→ **RECORDS SUPPLIED**:
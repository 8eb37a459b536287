use chrono::{DateTime, FixedOffset, NaiveDate};
use rust_decimal::{Decimal, RoundingStrategy};
use rust_decimal_macros::dec;
use serde::{Deserialize, Serialize};

/// An electronic fiscal document: invoice, credit note or debit note.
///
/// Built through [`InvoiceBuilder`](super::InvoiceBuilder), which computes the
/// totals and validates the required fields. The only field filled in later
/// is the fiscal identifier; signing moves the document into the
/// `xades` pipeline and never mutates it in place.
#[derive(Debug, Clone, Serialize, Deserialize)]
pub struct InvoiceDocument {
    pub(crate) number: DocumentNumber,
    pub(crate) document_type: DocumentType,
    pub(crate) issued_at: DateTime<FixedOffset>,
    pub(crate) issuer: Party,
    pub(crate) customer: Party,
    pub(crate) lines: Vec<InvoiceLineItem>,
    pub(crate) totals: Totals,
    pub(crate) notes: Vec<String>,
    pub(crate) billing_reference: Option<BillingReference>,
    pub(crate) fiscal_identifier: Option<FiscalIdentifier>,
}

impl InvoiceDocument {
    pub fn number(&self) -> &DocumentNumber {
        &self.number
    }

    pub fn document_type(&self) -> DocumentType {
        self.document_type
    }

    pub fn issued_at(&self) -> DateTime<FixedOffset> {
        self.issued_at
    }

    pub fn issuer(&self) -> &Party {
        &self.issuer
    }

    pub fn customer(&self) -> &Party {
        &self.customer
    }

    pub fn lines(&self) -> &[InvoiceLineItem] {
        &self.lines
    }

    pub fn totals(&self) -> &Totals {
        &self.totals
    }

    pub fn notes(&self) -> &[String] {
        &self.notes
    }

    pub fn billing_reference(&self) -> Option<&BillingReference> {
        self.billing_reference.as_ref()
    }

    pub fn fiscal_identifier(&self) -> Option<&FiscalIdentifier> {
        self.fiscal_identifier.as_ref()
    }

    /// `IssueDate` as rendered in the document, e.g. `2024-01-15`.
    pub fn issue_date(&self) -> String {
        self.issued_at.format("%Y-%m-%d").to_string()
    }

    /// `IssueTime` with explicit UTC offset, e.g. `10:30:00-05:00`.
    pub fn issue_time(&self) -> String {
        self.issued_at.format("%H:%M:%S%:z").to_string()
    }

    /// Attach the fiscal identifier computed for this document.
    ///
    /// The scheme must match the document type (CUFE for invoices, CUDE for notes).
    /// Only [`crate::fiscal::assign_fiscal_identifier`] attaches identifiers.
    pub(crate) fn with_fiscal_identifier(
        mut self,
        identifier: FiscalIdentifier,
    ) -> Result<Self, super::FacturaError> {
        if identifier.scheme != self.document_type.fiscal_scheme() {
            return Err(super::FacturaError::invalid(
                "fiscal_identifier",
                format!(
                    "{} does not apply to document type {}",
                    identifier.scheme.name(),
                    self.document_type.code()
                ),
            ));
        }
        self.fiscal_identifier = Some(identifier);
        Ok(self)
    }
}

/// Document number: authorized prefix followed by the sequence number.
#[derive(Debug, Clone, PartialEq, Eq, Hash, Serialize, Deserialize)]
pub struct DocumentNumber {
    pub prefix: String,
    pub sequence: u64,
}

impl DocumentNumber {
    pub fn new(prefix: impl Into<String>, sequence: u64) -> Self {
        Self {
            prefix: prefix.into(),
            sequence,
        }
    }
}

impl std::fmt::Display for DocumentNumber {
    fn fmt(&self, f: &mut std::fmt::Formatter<'_>) -> std::fmt::Result {
        write!(f, "{}{}", self.prefix, self.sequence)
    }
}

/// Issuer (facturador) or customer (adquiriente). Both render identically.
#[derive(Debug, Clone, Serialize, Deserialize)]
pub struct Party {
    /// Tax identifier (NIT or personal ID) without check digit.
    pub identifier: String,
    /// Verification digit (DV) of the NIT.
    pub check_digit: String,
    /// Kind of identification document.
    pub id_type: IdentificationType,
    /// Legal name (razón social).
    pub legal_name: String,
    pub person_type: PersonType,
    /// Tax regime code (e.g. "48" responsible for IVA, "49" not responsible).
    pub tax_regime: String,
    /// Fiscal responsibility codes (e.g. "O-13", "O-15", "R-99-PN").
    pub responsibilities: Vec<String>,
    pub address: Address,
    pub contact: Option<Contact>,
}

/// Physical address of a party.
#[derive(Debug, Clone, Default, Serialize, Deserialize)]
pub struct Address {
    /// Street address line.
    pub line: String,
    pub city: String,
    /// Department (first-level subdivision).
    pub department: String,
    /// DANE municipality code, e.g. "05001".
    pub municipality_code: String,
    /// ISO 3166-1 alpha-2 country code.
    pub country_code: String,
}

#[derive(Debug, Clone, Default, Serialize, Deserialize)]
pub struct Contact {
    pub telephone: Option<String>,
    pub email: Option<String>,
}

#[derive(Debug, Clone, Copy, PartialEq, Eq, Serialize, Deserialize)]
pub enum PersonType {
    Natural,
    Juridical,
}

impl PersonType {
    /// `cbc:AdditionalAccountID` code.
    pub fn code(&self) -> &'static str {
        match self {
            Self::Juridical => "1",
            Self::Natural => "2",
        }
    }
}

/// Identification document types accepted for parties.
#[derive(Debug, Clone, Copy, PartialEq, Eq, Serialize, Deserialize)]
pub enum IdentificationType {
    /// 31: NIT.
    Nit,
    /// 13: Cédula de ciudadanía.
    CitizenId,
    /// 22: Cédula de extranjería.
    ForeignerId,
    /// 11: Registro civil / tarjeta de identidad.
    IdentityCard,
}

impl IdentificationType {
    pub fn code(&self) -> &'static str {
        match self {
            Self::Nit => "31",
            Self::CitizenId => "13",
            Self::ForeignerId => "22",
            Self::IdentityCard => "11",
        }
    }
}

/// IVA rates published by the authority.
#[derive(Debug, Clone, Copy, PartialEq, Eq, Hash, PartialOrd, Ord, Serialize, Deserialize)]
pub enum TaxRate {
    /// 0%: exempt or excluded goods.
    Zero,
    /// 5%: reduced rate.
    Reduced,
    /// 19%: general rate.
    General,
}

impl TaxRate {
    /// Rate as a fraction, e.g. `0.19`.
    pub fn fraction(&self) -> Decimal {
        match self {
            Self::Zero => dec!(0.00),
            Self::Reduced => dec!(0.05),
            Self::General => dec!(0.19),
        }
    }

    /// Rate as a percentage, e.g. `19.00`.
    pub fn percent(&self) -> Decimal {
        self.fraction() * dec!(100)
    }

    /// Look up a published rate from its fraction (`0.19` → `General`).
    pub fn from_fraction(fraction: Decimal) -> Option<Self> {
        [Self::Zero, Self::Reduced, Self::General]
            .into_iter()
            .find(|r| r.fraction() == fraction)
    }
}

/// A single line of the document.
///
/// Line amounts are rounded to cents, so the rendered lines add up to the
/// rendered document totals.
#[derive(Debug, Clone, PartialEq, Serialize, Deserialize)]
pub struct InvoiceLineItem {
    pub(crate) code: String,
    pub(crate) description: String,
    pub(crate) quantity: Decimal,
    pub(crate) unit_price: Decimal,
    pub(crate) unit: String,
    pub(crate) gtin: Option<String>,
    pub(crate) tax_rate: TaxRate,
}

impl InvoiceLineItem {
    pub fn code(&self) -> &str {
        &self.code
    }

    pub fn description(&self) -> &str {
        &self.description
    }

    pub fn quantity(&self) -> Decimal {
        self.quantity
    }

    pub fn unit_price(&self) -> Decimal {
        self.unit_price
    }

    /// Unit of measure code (e.g. "EA", "KGM").
    pub fn unit(&self) -> &str {
        &self.unit
    }

    /// Global trade item number, if the product has one.
    pub fn gtin(&self) -> Option<&str> {
        self.gtin.as_deref()
    }

    pub fn tax_rate(&self) -> TaxRate {
        self.tax_rate
    }

    /// quantity × unit price, rounded to cents.
    ///
    /// # Panics
    ///
    /// On decimal overflow. Lines of a built document never overflow; use
    /// [`checked_subtotal`](Self::checked_subtotal) for unvalidated lines.
    pub fn subtotal(&self) -> Decimal {
        round_amount(self.quantity * self.unit_price)
    }

    /// subtotal × tax rate, rounded to cents.
    pub fn tax(&self) -> Decimal {
        round_amount(self.subtotal() * self.tax_rate.fraction())
    }

    /// subtotal + tax.
    pub fn total(&self) -> Decimal {
        self.subtotal() + self.tax()
    }

    /// [`subtotal`](Self::subtotal), or `None` if the product overflows.
    pub fn checked_subtotal(&self) -> Option<Decimal> {
        self.quantity.checked_mul(self.unit_price).map(round_amount)
    }

    /// [`total`](Self::total), or `None` if any step overflows.
    pub fn checked_total(&self) -> Option<Decimal> {
        let subtotal = self.checked_subtotal()?;
        let tax = subtotal.checked_mul(self.tax_rate.fraction()).map(round_amount)?;
        subtotal.checked_add(tax)
    }
}

/// Round a monetary amount to cents, half away from zero.
pub fn round_amount(amount: Decimal) -> Decimal {
    amount.round_dp_with_strategy(2, RoundingStrategy::MidpointAwayFromZero)
}

/// Document-level totals: sums of the per-line amounts.
#[derive(Debug, Clone, PartialEq, Serialize, Deserialize)]
pub struct Totals {
    /// Sum of line subtotals (pre-tax).
    pub subtotal: Decimal,
    /// Sum of line taxes.
    pub tax: Decimal,
    /// Sum of line totals.
    pub total: Decimal,
    /// Taxable base and tax per rate, ordered by rate.
    pub tax_breakdown: Vec<TaxBreakdown>,
}

#[derive(Debug, Clone, PartialEq, Serialize, Deserialize)]
pub struct TaxBreakdown {
    pub rate: TaxRate,
    pub taxable_amount: Decimal,
    pub tax_amount: Decimal,
}

/// Document types and their type codes.
#[derive(Debug, Clone, Copy, PartialEq, Eq, Serialize, Deserialize)]
pub enum DocumentType {
    /// 01: Factura electrónica de venta.
    Invoice,
    /// 91: Nota crédito.
    CreditNote,
    /// 92: Nota débito.
    DebitNote,
}

impl DocumentType {
    pub fn code(&self) -> &'static str {
        match self {
            Self::Invoice => "01",
            Self::CreditNote => "91",
            Self::DebitNote => "92",
        }
    }

    pub fn from_code(code: &str) -> Option<Self> {
        match code {
            "01" => Some(Self::Invoice),
            "91" => Some(Self::CreditNote),
            "92" => Some(Self::DebitNote),
            _ => None,
        }
    }

    /// Invoices are identified by a CUFE, notes by a CUDE.
    pub fn fiscal_scheme(&self) -> FiscalScheme {
        match self {
            Self::Invoice => FiscalScheme::Cufe,
            Self::CreditNote | Self::DebitNote => FiscalScheme::Cude,
        }
    }
}

/// Reference from a credit or debit note to the invoice it adjusts.
#[derive(Debug, Clone, Serialize, Deserialize)]
pub struct BillingReference {
    pub number: String,
    pub fiscal_identifier: FiscalIdentifier,
    pub issue_date: NaiveDate,
}

/// Content-derived fiscal fingerprint (CUFE or CUDE).
#[derive(Debug, Clone, PartialEq, Eq, Serialize, Deserialize)]
pub struct FiscalIdentifier {
    /// 96 lowercase hex characters (SHA-384).
    pub value: String,
    pub scheme: FiscalScheme,
}

impl std::fmt::Display for FiscalIdentifier {
    fn fmt(&self, f: &mut std::fmt::Formatter<'_>) -> std::fmt::Result {
        f.write_str(&self.value)
    }
}

#[derive(Debug, Clone, Copy, PartialEq, Eq, Serialize, Deserialize)]
pub enum FiscalScheme {
    Cufe,
    Cude,
}

impl FiscalScheme {
    /// Value of the `schemeName` attribute on `cbc:UUID`.
    pub fn name(&self) -> &'static str {
        match self {
            Self::Cufe => "CUFE-SHA384",
            Self::Cude => "CUDE-SHA384",
        }
    }
}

→ **WHAT IS BEING ASKED**: Which lines run from the one holding "any step overflows." through the one holding "invoice it adjusts." in the records above? Repeat them exactly, both included, and nothing more.

→ **OUTPUT BELOW**:
    /// [`total`](Self::total), or `None` if any step overflows.
    pub fn checked_total(&self) -> Option<Decimal> {
        let subtotal = self.checked_subtotal()?;
        let tax = subtotal.checked_mul(self.tax_rate.fraction()).map(round_amount)?;
        subtotal.checked_add(tax)
    }
}

/// Round a monetary amount to cents, half away from zero.
pub fn round_amount(amount: Decimal) -> Decimal {
    amount.round_dp_with_strategy(2, RoundingStrategy::MidpointAwayFromZero)
}

/// Document-level totals: sums of the per-line amounts.
#[derive(Debug, Clone, PartialEq, Serialize, Deserialize)]
pub struct Totals {
    /// Sum of line subtotals (pre-tax).
    pub subtotal: Decimal,
    /// Sum of line taxes.
    pub tax: Decimal,
    /// Sum of line totals.
    pub total: Decimal,
    /// Taxable base and tax per rate, ordered by rate.
    pub tax_breakdown: Vec<TaxBreakdown>,
}

#[derive(Debug, Clone, PartialEq, Serialize, Deserialize)]
pub struct TaxBreakdown {
    pub rate: TaxRate,
    pub taxable_amount: Decimal,
    pub tax_amount: Decimal,
}

/// Document types and their type codes.
#[derive(Debug, Clone, Copy, PartialEq, Eq, Serialize, Deserialize)]
pub enum DocumentType {
    /// 01: Factura electrónica de venta.
    Invoice,
    /// 91: Nota crédito.
    CreditNote,
    /// 92: Nota débito.
    DebitNote,
}

impl DocumentType {
    pub fn code(&self) -> &'static str {
        match self {
            Self::Invoice => "01",
            Self::CreditNote => "91",
            Self::DebitNote => "92",
        }
    }

    pub fn from_code(code: &str) -> Option<Self> {
        match code {
            "01" => Some(Self::Invoice),
            "91" => Some(Self::CreditNote),
            "92" => Some(Self::DebitNote),
            _ => None,
        }
    }

    /// Invoices are identified by a CUFE, notes by a CUDE.
    pub fn fiscal_scheme(&self) -> FiscalScheme {
        match self {
            Self::Invoice => FiscalScheme::Cufe,
            Self::CreditNote | Self::DebitNote => FiscalScheme::Cude,
        }
    }
}

/// Reference from a credit or debit note to the invoice it adjusts.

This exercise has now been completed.